In this course, we will engage with the dynamic health sector in all its complexity, and seek to understand the matters that are under debate, and the movements that are gaining momentum. We will explore health matters in many contexts, as we read academic and popular writing in several media. Beginning with the premise that “health” needs to be defined and studied in context—health is not a universal concept, and it means different things to different people—we will enter the conversation, as students, critics, and scholars.
Examples of Research Topics
You might be interested in how health concepts are filtered through cultural lenses, and how we can implement a culturecentered approach in health communication. Perhaps you will explore the discourse around healthcare and rights, health policy and public health, bioethics, or the place of non-health specialists in health discourse. You might take a close look at a health campaign or design one yourself, or, do research in a growing field like epigenetics.

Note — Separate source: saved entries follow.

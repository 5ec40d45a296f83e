//! Deferred task queue.
//!
//! A task is a [`TaskPayload`] (module, function, keyword arguments) encoded
//! as JSON and scheduled on a [`TaskQueue`] with an optional delay. When the
//! delay elapses the payload is handed to a [`TaskDelivery`], which either
//! runs it in-process or POSTs it to [`TASK_EXEC_HANDLER`] on a target
//! service. On the receiving side [`exec_task`] checks the queue headers and
//! dispatches to the handler registered for the `(module, function)` pair.

mod delivery;
mod error;
mod payload;
mod queue;
mod registry;

pub use delivery::{queue_headers, HttpDelivery, LocalDelivery, TaskDelivery};
pub use error::TaskError;
pub use payload::{queue_path, Location, Queue, TaskOptions, TaskPayload, TaskTarget};
pub use queue::{TaskQueue, TaskRequest};
pub use registry::{
    check_kwargs, exec_task, required_kwarg, validate_task_headers, TaskHandler, TaskRegistry,
};

/// Route that receives deferred task deliveries.
pub const TASK_EXEC_HANDLER: &str = "/_internal/safe-and-internal-only-access/task/exec";

/// Headers the queue attaches to every delivery. A request to
/// [`TASK_EXEC_HANDLER`] missing any of them is rejected.
pub const GCP_TASK_HEADERS: [&str; 5] = [
    "X-AppEngine-QueueName",
    "X-AppEngine-TaskName",
    "X-AppEngine-TaskRetryCount",
    "X-AppEngine-TaskExecutionCount",
    "X-AppEngine-TaskETA",
];

#[cfg(test)]
#[path = "tasks_tests.rs"]
mod tests;
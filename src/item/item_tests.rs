use super::*;
use chrono::Utc;

fn item(name: &str, price: f64, is_offer: Option<bool>) -> Item {
    Item {
        id: ItemId::generate(),
        name: name.to_string(),
        price,
        is_offer,
        created_at: Utc::now(),
    }
}

#[test]
fn test_item_id_display_roundtrips_through_from_str() {
    let id = ItemId::generate();
    let parsed: ItemId = id.to_string().parse().expect("should parse");
    assert_eq!(parsed, id);
}

#[test]
fn test_item_id_rejects_malformed() {
    assert!("not-a-uuid".parse::<ItemId>().is_err());
}

#[test]
fn test_create_validate_ok() {
    let valid = ItemCreate::new("Widget", 9.5).validate().expect("should validate");
    assert_eq!(valid.name, "Widget");
    assert_eq!(valid.is_offer, Some(false));
}

#[test]
fn test_create_validate_rejects_non_positive_price() {
    let err = ItemCreate::new("Widget", 0.0).validate().unwrap_err();
    assert!(err.has_field("price"));

    let err = ItemCreate::new("Widget", -3.0).validate().unwrap_err();
    assert!(err.has_field("price"));
}

#[test]
fn test_create_validate_rejects_non_finite_price() {
    let err = ItemCreate::new("Widget", f64::INFINITY).validate().unwrap_err();
    assert!(err.has_field("price"));
}

#[test]
fn test_create_validate_collects_all_missing_fields() {
    let request: ItemCreate = serde_json::from_str("{}").expect("should parse");
    let err = request.validate().unwrap_err();
    assert_eq!(err.errors.len(), 2);
    assert!(err.has_field("name"));
    assert!(err.has_field("price"));
}

#[test]
fn test_create_missing_offer_defaults_to_false() {
    let request: ItemCreate =
        serde_json::from_str(r#"{"name": "Lamp", "price": 12.0}"#).expect("should parse");
    assert_eq!(request.is_offer, Some(false));
}

#[test]
fn test_create_explicit_null_offer_stays_unset() {
    let request: ItemCreate =
        serde_json::from_str(r#"{"name": "Lamp", "price": 12.0, "is_offer": null}"#)
            .expect("should parse");
    assert_eq!(request.is_offer, None);
}

#[test]
fn test_record_key_order() {
    let record = item("Lamp", 12.0, Some(true)).to_record();
    let keys: Vec<&str> = record.keys().map(String::as_str).collect();
    assert_eq!(keys, vec!["id", "name", "price", "is_offer", "created_at"]);
}

#[test]
fn test_record_unset_offer_is_null() {
    let record = item("Lamp", 12.0, None).to_record();
    assert_eq!(record.get("is_offer"), Some(&serde_json::Value::Null));
}

#[test]
fn test_record_timestamp_matches_api_format() {
    let stored = item("Lamp", 12.0, None);
    let record = stored.to_record();
    let detail = serde_json::to_value(ItemDetail::from(&stored)).unwrap();

    assert_eq!(record.get("created_at"), detail.get("created_at"));
    let text = record["created_at"].as_str().unwrap();
    assert!(text.ends_with('Z'), "{text}");
}

#[test]
fn test_filters_empty_matches_everything() {
    let filters = ItemFilters::new();
    assert!(filters.matches(&item("a", 1.0, None)));
    assert!(filters.matches(&item("b", 100.0, Some(true))));
}

#[test]
fn test_filters_name_prefix() {
    let filters = ItemFilters::new().with_name_prefix("Wid");
    assert!(filters.matches(&item("Widget", 1.0, None)));
    assert!(!filters.matches(&item("Gadget", 1.0, None)));
    assert!(!filters.matches(&item("wid", 1.0, None)));
}

#[test]
fn test_filters_price_bounds_are_half_open() {
    let filters = ItemFilters::new().with_min_price(10.0).with_max_price(20.0);
    assert!(filters.matches(&item("a", 10.0, None)));
    assert!(filters.matches(&item("a", 19.99, None)));
    assert!(!filters.matches(&item("a", 20.0, None)));
    assert!(!filters.matches(&item("a", 9.99, None)));
}

#[test]
fn test_filters_nan_bounds_match_nothing() {
    let min_nan = ItemFilters::new().with_min_price(f64::NAN);
    let max_nan = ItemFilters::new().with_max_price(f64::NAN);
    for price in [5.0, 500.0] {
        assert!(!min_nan.matches(&item("a", price, None)));
        assert!(!max_nan.matches(&item("a", price, None)));
    }
}

#[test]
fn test_filters_validate_rejects_non_finite_bounds() {
    assert!(ItemFilters::offers(Some(1.0), Some(2.0)).validate().is_ok());
    assert!(ItemFilters::new().validate().is_ok());

    let err = ItemFilters::offers(Some(f64::NAN), Some(f64::INFINITY))
        .validate()
        .unwrap_err();
    assert!(err.has_field("min_price"));
    assert!(err.has_field("max_price"));
}

#[test]
fn test_filters_offer_ignores_unset_items() {
    let filters = ItemFilters::new().with_offer(false);
    assert!(filters.matches(&item("a", 1.0, Some(false))));
    assert!(!filters.matches(&item("a", 1.0, None)));
    assert!(!filters.matches(&item("a", 1.0, Some(true))));
}

#[test]
fn test_offers_filter() {
    let filters = ItemFilters::offers(Some(5.0), Some(50.0));
    assert_eq!(filters.is_offer, Some(true));
    assert!(filters.matches(&item("a", 5.0, Some(true))));
    assert!(!filters.matches(&item("a", 5.0, Some(false))));
}

#[test]
fn test_detail_from_item() {
    let stored = item("Chair", 45.0, Some(false));
    let detail = ItemDetail::from(&stored);
    assert_eq!(detail.id, stored.id);
    assert_eq!(detail.created_at, stored.created_at);
    assert_eq!(detail.name, "Chair");
}
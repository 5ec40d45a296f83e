mod atomic;

pub use atomic::atomic_write;

/// Name of the per-user directory holding config, data and logs.
pub const SERVICE_FOLDER: &str = ".item-service";

/// Get the per-user service directory (`~/.item-service`).
///
/// If `ITEM_SERVICE_HOME` is set, that directory is used instead, so tests
/// and CI can run without touching the real home directory.
#[must_use]
pub fn service_home() -> std::path::PathBuf {
    if let Ok(home) = std::env::var("ITEM_SERVICE_HOME") {
        return std::path::PathBuf::from(home);
    }
    dirs::home_dir()
        .unwrap_or_else(|| std::path::PathBuf::from("."))
        .join(SERVICE_FOLDER)
}

/// Check that a bucket, object, collection or document name is usable as a
/// single path segment.
#[must_use]
pub fn is_safe_segment(name: &str) -> bool {
    !name.is_empty()
        && name != "."
        && !name.contains("..")
        && !name.contains('/')
        && !name.contains('\\')
        && !name.contains('\0')
}
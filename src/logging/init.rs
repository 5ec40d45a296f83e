use super::{LogConfig, LOG_FILENAME};
use color_eyre::eyre::Result;
use tracing::Level;
use tracing_appender::rolling::{RollingFileAppender, Rotation};
use tracing_error::ErrorLayer;
use tracing_subscriber::layer::SubscriberExt;
use tracing_subscriber::util::SubscriberInitExt;
use tracing_subscriber::{fmt, EnvFilter, Layer, Registry};

type BoxedLayer = Box<dyn Layer<Registry> + Send + Sync + 'static>;

/// Filter used when `RUST_LOG` is not set.
pub(crate) fn default_filter(level: Level) -> String {
    format!("item_service={level}")
}

fn env_filter(level: Level) -> EnvFilter {
    EnvFilter::try_from_default_env().unwrap_or_else(|_| EnvFilter::new(default_filter(level)))
}

/// One layer for the rolling file and one for stdout.
///
/// The file layer never carries ANSI escapes.
pub(crate) fn output_layers(
    level: Level,
    json_format: bool,
    file: RollingFileAppender,
) -> Vec<BoxedLayer> {
    if json_format {
        vec![
            fmt::layer()
                .json()
                .with_current_span(true)
                .with_writer(file)
                .with_filter(env_filter(level))
                .boxed(),
            fmt::layer()
                .json()
                .with_current_span(true)
                .with_writer(std::io::stdout)
                .with_filter(env_filter(level))
                .boxed(),
        ]
    } else {
        vec![
            fmt::layer()
                .with_ansi(false)
                .with_writer(file)
                .with_filter(env_filter(level))
                .boxed(),
            fmt::layer()
                .with_writer(std::io::stdout)
                .with_filter(env_filter(level))
                .boxed(),
        ]
    }
}

/// Install the global subscriber: stdout plus a rolling file in
/// `config.log_dir`, with span traces captured for error reports.
pub fn init_logging(config: LogConfig) -> Result<()> {
    let LogConfig {
        log_dir,
        log_level,
        json_format,
        rotation,
    } = config;

    std::fs::create_dir_all(&log_dir)?;
    let file = RollingFileAppender::new(rotation, &log_dir, LOG_FILENAME);

    tracing_subscriber::registry()
        .with(output_layers(log_level, json_format, file))
        .with(ErrorLayer::default())
        .try_init()?;
    Ok(())
}

/// Parse rotation period from string. Unknown values fall back to daily.
#[must_use]
pub fn parse_rotation(s: &str) -> Rotation {
    match s.to_lowercase().as_str() {
        "hourly" => Rotation::HOURLY,
        "never" => Rotation::NEVER,
        _ => Rotation::DAILY,
    }
}
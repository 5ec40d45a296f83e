// Allow panic/unwrap/expect in tests (denied globally via Cargo.toml lints)
#![cfg_attr(
    test,
    allow(
        clippy::panic,
        clippy::unwrap_used,
        clippy::expect_used,
        clippy::panic_in_result_fn,
        clippy::unwrap_in_result,
        clippy::indexing_slicing,
        clippy::float_cmp
    )
)]

pub mod app;
pub mod cors;
pub mod environment;
pub mod http_logging;
pub mod item;
pub mod logging;
pub mod metrics;
pub mod mirror;
pub mod server;
pub mod services;
pub mod storage;
pub mod store;
pub mod tasks;
pub mod user_config;
pub mod utils;

// Re-export commonly used types
pub use item::{
    FieldError, Item, ItemCreate, ItemDetail, ItemFilters, ItemId, ValidationError,
};
pub use mirror::{Document, DocumentMirror, FileMirror, InMemoryMirror, MirrorError};
pub use server::{build_router, ApiError, AppState};
pub use services::{ItemService, ServiceError, ServiceSettings};
pub use storage::{Blob, Bucket, BucketName, FsObjectStore, InMemoryObjectStore, ObjectStore, StorageError};
pub use store::{EntityStore, FileEntityStore, InMemoryEntityStore, StoreError};
pub use tasks::{
    exec_task, TaskDelivery, TaskError, TaskHandler, TaskPayload, TaskQueue, TaskRegistry,
    TASK_EXEC_HANDLER,
};
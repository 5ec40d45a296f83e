use super::{sort_items, EntityStore, StoreError};
use crate::item::{Item, ItemFilters, ItemId};
use crate::utils::atomic_write;
use async_trait::async_trait;
use serde::{Deserialize, Serialize};
use std::collections::BTreeMap;
use std::path::{Path, PathBuf};
use tokio::fs;
use tokio::sync::Mutex;
use tracing::debug;

/// File name of the item document inside the data directory.
pub const ITEMS_FILE: &str = "items.json";

const CURRENT_SCHEMA_VERSION: u32 = 1;

#[derive(Debug, Serialize, Deserialize)]
struct ItemsDocument {
    schema_version: u32,
    #[serde(default)]
    items: BTreeMap<ItemId, Item>,
}

impl ItemsDocument {
    fn new() -> Self {
        Self {
            schema_version: CURRENT_SCHEMA_VERSION,
            items: BTreeMap::new(),
        }
    }
}

/// Entity store persisted as one JSON document (`<data_dir>/items.json`).
///
/// Writes are serialized through a store-wide lock and replace the file
/// atomically. A missing file reads as an empty store.
#[derive(Debug)]
pub struct FileEntityStore {
    path: PathBuf,
    lock: Mutex<()>,
}

impl FileEntityStore {
    #[must_use]
    pub fn new(data_dir: &Path) -> Self {
        Self {
            path: data_dir.join(ITEMS_FILE),
            lock: Mutex::new(()),
        }
    }

    #[cfg(test)]
    pub(crate) fn path(&self) -> &Path {
        &self.path
    }

    async fn read_document(&self) -> Result<ItemsDocument, StoreError> {
        if !self.path.exists() {
            return Ok(ItemsDocument::new());
        }
        let content = fs::read_to_string(&self.path).await?;
        let document: ItemsDocument = serde_json::from_str(&content)?;
        if document.schema_version > CURRENT_SCHEMA_VERSION {
            return Err(StoreError::UnsupportedSchema {
                found: document.schema_version,
                supported: CURRENT_SCHEMA_VERSION,
            });
        }
        Ok(document)
    }

    async fn write_document(&self, document: &ItemsDocument) -> Result<(), StoreError> {
        let content = serde_json::to_vec_pretty(document)?;
        atomic_write(&self.path, &content).await?;
        Ok(())
    }
}

#[async_trait]
impl EntityStore for FileEntityStore {
    async fn put(&self, item: &Item) -> Result<(), StoreError> {
        let _guard = self.lock.lock().await;
        let mut document = self.read_document().await?;
        document.items.insert(item.id, item.clone());
        self.write_document(&document).await?;
        debug!(item_id = %item.id, path = %self.path.display(), "Stored item");
        Ok(())
    }

    async fn get(&self, id: &ItemId) -> Result<Option<Item>, StoreError> {
        let mut document = self.read_document().await?;
        Ok(document.items.remove(id))
    }

    async fn query(&self, filters: &ItemFilters) -> Result<Vec<Item>, StoreError> {
        let document = self.read_document().await?;
        let mut matched: Vec<Item> = document
            .items
            .into_values()
            .filter(|item| filters.matches(item))
            .collect();
        sort_items(&mut matched);
        Ok(matched)
    }

    async fn count(&self) -> Result<usize, StoreError> {
        Ok(self.read_document().await?.items.len())
    }
}
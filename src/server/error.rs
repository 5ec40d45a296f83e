//! API error responses.
//!
//! Every error body has the shape `{"detail": ...}`, where `detail` is a
//! message or a list of field errors.

use crate::item::{FieldError, ValidationError};
use crate::services::ServiceError;
use crate::tasks::TaskError;
use axum::extract::rejection::{JsonRejection, PathRejection, QueryRejection};
use axum::http::StatusCode;
use axum::response::{IntoResponse, Response};
use axum::Json;
use serde::{Deserialize, Serialize};
use tracing::error;

const INTERNAL_ERROR_MESSAGE: &str = "An internal error occurred";

/// Body of an error response.
#[derive(Debug, Clone, PartialEq, Serialize, Deserialize)]
#[serde(untagged)]
pub enum ErrorDetail {
    Message(String),
    Fields(Vec<FieldError>),
}

#[derive(Debug, Clone, Serialize)]
struct ErrorBody {
    detail: ErrorDetail,
}

#[derive(Debug, Clone, PartialEq)]
pub struct ApiError {
    pub status: StatusCode,
    pub detail: ErrorDetail,
}

impl ApiError {
    #[must_use]
    pub fn new(status: StatusCode, message: impl Into<String>) -> Self {
        Self {
            status,
            detail: ErrorDetail::Message(message.into()),
        }
    }

    #[must_use]
    pub fn not_found(message: impl Into<String>) -> Self {
        Self::new(StatusCode::NOT_FOUND, message)
    }

    #[must_use]
    pub fn forbidden(message: impl Into<String>) -> Self {
        Self::new(StatusCode::FORBIDDEN, message)
    }

    #[must_use]
    pub fn unprocessable(message: impl Into<String>) -> Self {
        Self::new(StatusCode::UNPROCESSABLE_ENTITY, message)
    }

    #[must_use]
    pub fn validation(errors: Vec<FieldError>) -> Self {
        Self {
            status: StatusCode::UNPROCESSABLE_ENTITY,
            detail: ErrorDetail::Fields(errors),
        }
    }

    /// Log `source` and hide it from the client.
    pub fn internal(source: &dyn std::error::Error) -> Self {
        error!(error = %source, "Internal error");
        Self::new(StatusCode::INTERNAL_SERVER_ERROR, INTERNAL_ERROR_MESSAGE)
    }
}

impl IntoResponse for ApiError {
    fn into_response(self) -> Response {
        (self.status, Json(ErrorBody { detail: self.detail })).into_response()
    }
}

impl From<ValidationError> for ApiError {
    fn from(error: ValidationError) -> Self {
        Self::validation(error.errors)
    }
}

impl From<ServiceError> for ApiError {
    fn from(error: ServiceError) -> Self {
        match error {
            ServiceError::Validation(e) => e.into(),
            ServiceError::NotFound(msg) => Self::not_found(msg),
            ServiceError::Task(e) => e.into(),
            ServiceError::Store(_) | ServiceError::Mirror(_) | ServiceError::Storage(_) => {
                Self::internal(&error)
            }
        }
    }
}

impl From<TaskError> for ApiError {
    fn from(error: TaskError) -> Self {
        match error {
            TaskError::InvalidRequest(_) => Self::forbidden(error.to_string()),
            TaskError::UnknownFunction { .. } => Self::not_found(error.to_string()),
            TaskError::InvalidArguments(_) => Self::unprocessable(error.to_string()),
            TaskError::Handler(_) | TaskError::Serialization(_) | TaskError::Delivery(_) => {
                Self::internal(&error)
            }
        }
    }
}

impl From<JsonRejection> for ApiError {
    fn from(rejection: JsonRejection) -> Self {
        Self::unprocessable(rejection.body_text())
    }
}

impl From<QueryRejection> for ApiError {
    fn from(rejection: QueryRejection) -> Self {
        Self::unprocessable(rejection.body_text())
    }
}

impl From<PathRejection> for ApiError {
    fn from(rejection: PathRejection) -> Self {
        Self::unprocessable(rejection.body_text())
    }
}

#[cfg(test)]
#[path = "error_tests.rs"]
mod tests;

The overlapping of health sector issues with other approaches like design thinking, ethics, or music might also be explored.
(1500-1800 words; 5-6 pages) In this essay you’ll examine and evaluate the rhetorical appeal of a chosen text to its audience.
Texts in Conversation Essay
(1800-2400 words; 6-8 pages) In the TiC you will explore the important conversation surrounding your emergent research question. You will construct an annotated bibliography, and write an essay that discusses the sources’ arguments, puts the texts into dialogue with one another, and describes how these materials help you move closer to developing your research question.
(3600-4500 words; 12-15 pages) You will write on a research topic that is compelling to you that relates to the course theme.